简体   繁体   English

如何使用Python类处理RDD?

[英]How to process RDDs using a Python class?

I'm implementing a model in Spark as a python class, and any time I try to map a class method to an RDD it fails. 我在Spark中将模型实现为python类,每当我尝试将类方法映射到RDD时,它都会失败。 My actual code is more complicated, but this simplified version gets at the heart of the problem: 我的实际代码更复杂,但这个简化版本是问题的核心:

class model(object):
    def __init__(self):
        self.data = sc.textFile('path/to/data.csv')
        # other misc setup
    def run_model(self):
        self.data = self.data.map(self.transformation_function)
    def transformation_function(self,row):
        row = row.split(',')
        return row[0]+row[1]

Now, if I run the model like so (for example): 现在,如果我像这样运行模型(例如):

test = model()
test.run_model()
test.data.take(10)

I get the following error: 我收到以下错误:

Exception: It appears that you are attempting to reference SparkContext from a broadcast variable, action, or transforamtion. 例外:您似乎尝试从广播变量,操作或转换引用SparkContext。 SparkContext can only be used on the driver, not in code that it run on workers. SparkContext只能在驱动程序上使用,而不能在工作程序上运行的代码中使用。 For more information, see SPARK-5063. 有关更多信息,请参阅SPARK-5063。

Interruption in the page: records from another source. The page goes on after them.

//! # Submit flow — register, sign in, then notify and navigate
//!
//! [`SignUpFlow`] drives the two remote calls behind the sign-up form and
//! maps every outcome to user feedback. It is generic over its four
//! collaborators so the UI can plug in server functions, toasts and the
//! router, while tests plug in recording fakes.
//!
//! Ordering: sign-in only runs after registration returned without an
//! error, and navigation only happens after sign-in succeeded. Each outcome
//! produces exactly one notification. A call that fails outright
//! ([`ServiceError`]) is logged and shown to the user like any other error.

use serde::{Deserialize, Serialize};

use crate::config::SignUpConfig;
use crate::controller::FormStatus;
use crate::error::ServiceError;
use crate::input::{AuthResponse, RegistrationInput};

/// Creates the account.
#[allow(async_fn_in_trait)]
pub trait RegistrationService {
    async fn register(&self, input: &RegistrationInput) -> Result<AuthResponse, ServiceError>;
}

/// Establishes a session for freshly registered credentials.
#[allow(async_fn_in_trait)]
pub trait SessionService {
    async fn sign_in(
        &self,
        provider: &str,
        input: &RegistrationInput,
        options: SignInOptions,
    ) -> Result<AuthResponse, ServiceError>;
}

/// Fire-and-forget user notification (toast).
pub trait Notifier {
    fn notify(&self, kind: NoticeKind, message: &str);
}

/// Moves the user to another page.
pub trait Navigator {
    fn navigate(&self, to: Destination);
}

/// Options passed with the sign-in call. `redirect` stays false so the
/// form decides where to go next.
#[derive(Clone, Copy, Debug, Default, PartialEq, Eq, Serialize, Deserialize)]
pub struct SignInOptions {
    pub redirect: bool,
}

#[derive(Clone, Copy, Debug, PartialEq, Eq)]
pub enum NoticeKind {
    Success,
    Error,
}

/// Pages the sign-up form can send the user to.
#[derive(Clone, Copy, Debug, Default, PartialEq, Eq, Serialize, Deserialize)]
#[serde(rename_all = "kebab-case")]
pub enum Destination {
    #[default]
    Profile,
    SignIn,
}

impl Destination {
    pub fn path(self) -> &'static str {
        match self {
            Destination::Profile => "/profile",
            Destination::SignIn => "/sign-in",
        }
    }
}

/// How a submission attempt ended.
#[derive(Clone, Debug, PartialEq, Eq)]
pub enum SubmitOutcome {
    SignedUp,
    RegistrationRejected(String),
    SessionRejected(String),
    Failed(ServiceError),
}

impl SubmitOutcome {
    pub fn is_success(&self) -> bool {
        matches!(self, SubmitOutcome::SignedUp)
    }
}

pub struct SignUpFlow<R, S, N, V> {
    registration: R,
    session: S,
    notifier: N,
    navigator: V,
    config: SignUpConfig,
}

impl<R, S, N, V> SignUpFlow<R, S, N, V>
where
    R: RegistrationService,
    S: SessionService,
    N: Notifier,
    V: Navigator,
{
    pub fn new(registration: R, session: S, notifier: N, navigator: V) -> Self {
        Self {
            registration,
            session,
            notifier,
            navigator,
            config: SignUpConfig::default(),
        }
    }

    pub fn with_config(mut self, config: SignUpConfig) -> Self {
        self.config = config;
        self
    }

    /// Run one submission. `on_phase` sees `SigningIn` and `Navigated` as
    /// the attempt advances; the caller has already moved to `Registering`.
    pub async fn submit(
        &self,
        input: &RegistrationInput,
        mut on_phase: impl FnMut(FormStatus),
    ) -> SubmitOutcome {
        let registered = match self.registration.register(input).await {
            Ok(response) => response,
            Err(e) => return self.unexpected("register", e),
        };
        if let Some(message) = registered.error_message() {
            self.notifier.notify(NoticeKind::Error, message);
            return SubmitOutcome::RegistrationRejected(message.to_string());
        }

        on_phase(FormStatus::SigningIn);
        let signed_in = match self
            .session
            .sign_in(&self.config.provider, input, SignInOptions::default())
            .await
        {
            Ok(response) => response,
            Err(e) => return self.unexpected("sign in", e),
        };
        if let Some(message) = signed_in.error_message() {
            self.notifier.notify(NoticeKind::Error, message);
            return SubmitOutcome::SessionRejected(message.to_string());
        }

        self.notifier
            .notify(NoticeKind::Success, &self.config.success_message);
        self.navigator.navigate(self.config.success_destination);
        on_phase(FormStatus::Navigated);
        SubmitOutcome::SignedUp
    }

    fn unexpected(&self, step: &str, error: ServiceError) -> SubmitOutcome {
        tracing::error!("Sign-up {} failed: {}", step, error);
        let message = format!("{}: {}", self.config.unexpected_error_prefix, error);
        self.notifier.notify(NoticeKind::Error, &message);
        SubmitOutcome::Failed(error)
    }
}

#[cfg(test)]
mod tests {
    use super::*;
    use crate::controller::FormState;
    use crate::input::Field;
    use std::cell::RefCell;
    use std::rc::Rc;

    #[derive(Clone, Debug, PartialEq)]
    enum Call {
        Register(String),
        SignIn { provider: String, redirect: bool },
        Notify(NoticeKind, String),
        Navigate(Destination),
    }

    type Log = Rc<RefCell<Vec<Call>>>;

    struct FakeRegistration {
        log: Log,
        reply: Result<AuthResponse, ServiceError>,
    }

    impl RegistrationService for FakeRegistration {
        async fn register(
            &self,
            input: &RegistrationInput,
        ) -> Result<AuthResponse, ServiceError> {
            self.log
                .borrow_mut()
                .push(Call::Register(input.email.clone()));
            self.reply.clone()
        }
    }

    struct FakeSession {
        log: Log,
        reply: Result<AuthResponse, ServiceError>,
    }

    impl SessionService for FakeSession {
        async fn sign_in(
            &self,
            provider: &str,
            _input: &RegistrationInput,
            options: SignInOptions,
        ) -> Result<AuthResponse, ServiceError> {
            self.log.borrow_mut().push(Call::SignIn {
                provider: provider.to_string(),
                redirect: options.redirect,
            });
            self.reply.clone()
        }
    }

    struct FakeNotifier(Log);

    impl Notifier for FakeNotifier {
        fn notify(&self, kind: NoticeKind, message: &str) {
            self.0
                .borrow_mut()
                .push(Call::Notify(kind, message.to_string()));
        }
    }

    struct FakeNavigator(Log);

    impl Navigator for FakeNavigator {
        fn navigate(&self, to: Destination) {
            self.0.borrow_mut().push(Call::Navigate(to));
        }
    }

    fn flow(
        register: Result<AuthResponse, ServiceError>,
        sign_in: Result<AuthResponse, ServiceError>,
    ) -> (
        SignUpFlow<FakeRegistration, FakeSession, FakeNotifier, FakeNavigator>,
        Log,
    ) {
        let log: Log = Rc::default();
        let flow = SignUpFlow::new(
            FakeRegistration {
                log: log.clone(),
                reply: register,
            },
            FakeSession {
                log: log.clone(),
                reply: sign_in,
            },
            FakeNotifier(log.clone()),
            FakeNavigator(log.clone()),
        );
        (flow, log)
    }

    fn alice() -> RegistrationInput {
        RegistrationInput::new("a@b.com", "alice", "p1", "p1")
    }

    #[tokio::test]
    async fn test_happy_path_registers_then_signs_in_then_navigates() {
        let (flow, log) = flow(Ok(AuthResponse::ok()), Ok(AuthResponse::ok()));
        let mut phases = Vec::new();

        let outcome = flow.submit(&alice(), |p| phases.push(p)).await;

        assert_eq!(outcome, SubmitOutcome::SignedUp);
        assert_eq!(phases, vec![FormStatus::SigningIn, FormStatus::Navigated]);
        assert_eq!(
            *log.borrow(),
            vec![
                Call::Register("a@b.com".to_string()),
                Call::SignIn {
                    provider: "credentials".to_string(),
                    redirect: false,
                },
                Call::Notify(
                    NoticeKind::Success,
                    "Account created successfully".to_string()
                ),
                Call::Navigate(Destination::Profile),
            ]
        );
    }

    #[tokio::test]
    async fn test_registration_error_skips_sign_in() {
        let (flow, log) = flow(
            Ok(AuthResponse::failed("Email already registered")),
            Ok(AuthResponse::ok()),
        );

        let outcome = flow.submit(&alice(), |_| {}).await;

        assert_eq!(
            outcome,
            SubmitOutcome::RegistrationRejected("Email already registered".to_string())
        );
        assert_eq!(
            *log.borrow(),
            vec![
                Call::Register("a@b.com".to_string()),
                Call::Notify(NoticeKind::Error, "Email already registered".to_string()),
            ]
        );
    }

    #[tokio::test]
    async fn test_sign_in_error_does_not_navigate() {
        let (flow, log) = flow(
            Ok(AuthResponse::ok()),
            Ok(AuthResponse::failed("CredentialsSignin")),
        );

        let outcome = flow.submit(&alice(), |_| {}).await;

        assert_eq!(
            outcome,
            SubmitOutcome::SessionRejected("CredentialsSignin".to_string())
        );
        let log = log.borrow();
        assert_eq!(log.len(), 3);
        assert_eq!(
            log[2],
            Call::Notify(NoticeKind::Error, "CredentialsSignin".to_string())
        );
        assert!(!log.iter().any(|c| matches!(c, Call::Navigate(_))));
    }

    #[tokio::test]
    async fn test_empty_error_counts_as_success() {
        let (flow, log) = flow(Ok(AuthResponse::failed("")), Ok(AuthResponse::ok()));

        let outcome = flow.submit(&alice(), |_| {}).await;

        assert_eq!(outcome, SubmitOutcome::SignedUp);
        assert!(log
            .borrow()
            .iter()
            .any(|c| *c == Call::Navigate(Destination::Profile)));
    }

    #[tokio::test]
    async fn test_transport_failure_is_shown_to_user() {
        let (flow, log) = flow(
            Err(ServiceError::Transport("connection refused".to_string())),
            Ok(AuthResponse::ok()),
        );

        let outcome = flow.submit(&alice(), |_| {}).await;

        assert!(matches!(outcome, SubmitOutcome::Failed(_)));
        assert_eq!(
            *log.borrow(),
            vec![
                Call::Register("a@b.com".to_string()),
                Call::Notify(
                    NoticeKind::Error,
                    "Something went wrong: request failed: connection refused".to_string()
                ),
            ]
        );
    }

    #[tokio::test]
    async fn test_sign_in_server_failure_is_shown_to_user() {
        let (flow, log) = flow(
            Ok(AuthResponse::ok()),
            Err(ServiceError::Server("backend unavailable".to_string())),
        );

        let outcome = flow.submit(&alice(), |_| {}).await;

        assert_eq!(
            outcome,
            SubmitOutcome::Failed(ServiceError::Server("backend unavailable".to_string()))
        );
        let log = log.borrow();
        let notices: Vec<_> = log
            .iter()
            .filter(|c| matches!(c, Call::Notify(..)))
            .collect();
        assert_eq!(notices.len(), 1);
        assert!(!log.iter().any(|c| matches!(c, Call::Navigate(_))));
    }

    #[tokio::test]
    async fn test_config_overrides_message_and_destination() {
        let (flow, log) = flow(Ok(AuthResponse::ok()), Ok(AuthResponse::ok()));
        let flow = flow.with_config(SignUpConfig {
            success_message: "Welcome!".to_string(),
            success_destination: Destination::SignIn,
            ..SignUpConfig::default()
        });

        flow.submit(&alice(), |_| {}).await;

        let log = log.borrow();
        assert!(log.contains(&Call::Notify(NoticeKind::Success, "Welcome!".to_string())));
        assert!(log.contains(&Call::Navigate(Destination::SignIn)));
    }

    #[tokio::test]
    async fn test_invalid_form_never_reaches_services() {
        let (flow, log) = flow(Ok(AuthResponse::ok()), Ok(AuthResponse::ok()));
        let mut form = FormState::with_values(RegistrationInput::new(
            "a@b.com", "alice", "p1", "p2",
        ));

        if let Ok(input) = form.begin_submit() {
            flow.submit(&input, |_| {}).await;
        }

        assert!(log.borrow().is_empty());
        assert_eq!(
            form.error(Field::ConfirmPassword),
            Some("passwords don't match")
        );
    }

    #[tokio::test]
    async fn test_form_and_flow_together() {
        let (flow, log) = flow(Ok(AuthResponse::ok()), Ok(AuthResponse::ok()));
        let mut form = FormState::with_values(alice());

        let input = form.begin_submit().unwrap();
        assert!(form.is_submitting());
        let outcome = flow.submit(&input, |p| form.set_status(p)).await;
        form.finish_submit(&outcome);

        assert_eq!(form.status(), FormStatus::Navigated);
        let navigations = log
            .borrow()
            .iter()
            .filter(|c| matches!(c, Call::Navigate(_)))
            .count();
        assert_eq!(navigations, 1);
    }
}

I've played with this a bit, and it seems to reliably occur anytime I try to map a class method to an RDD within the class. 我已经玩了一下这个,当我尝试将类方法映射到类中的RDD时,它似乎可靠地发生。 I have confirmed that the mapped function works fine if I implement outside of a class structure, so the problem definitely has to do with the class. 我已经确认,如果我在类结构之外实现,映射函数可以正常工作,所以问题肯定与类有关。 Is there a way to resolve this? 有办法解决这个问题吗?

Problem here is a little bit more subtle than using nested RDDs or performing Spark actions inside of transformations . 这里的问题比使用嵌套的RDD或在转换中执行Spark动作更微妙。 Spark doesn't allow access to the SparkContext inside action or transformation. Spark不允许访问SparkContext内部操作或转换。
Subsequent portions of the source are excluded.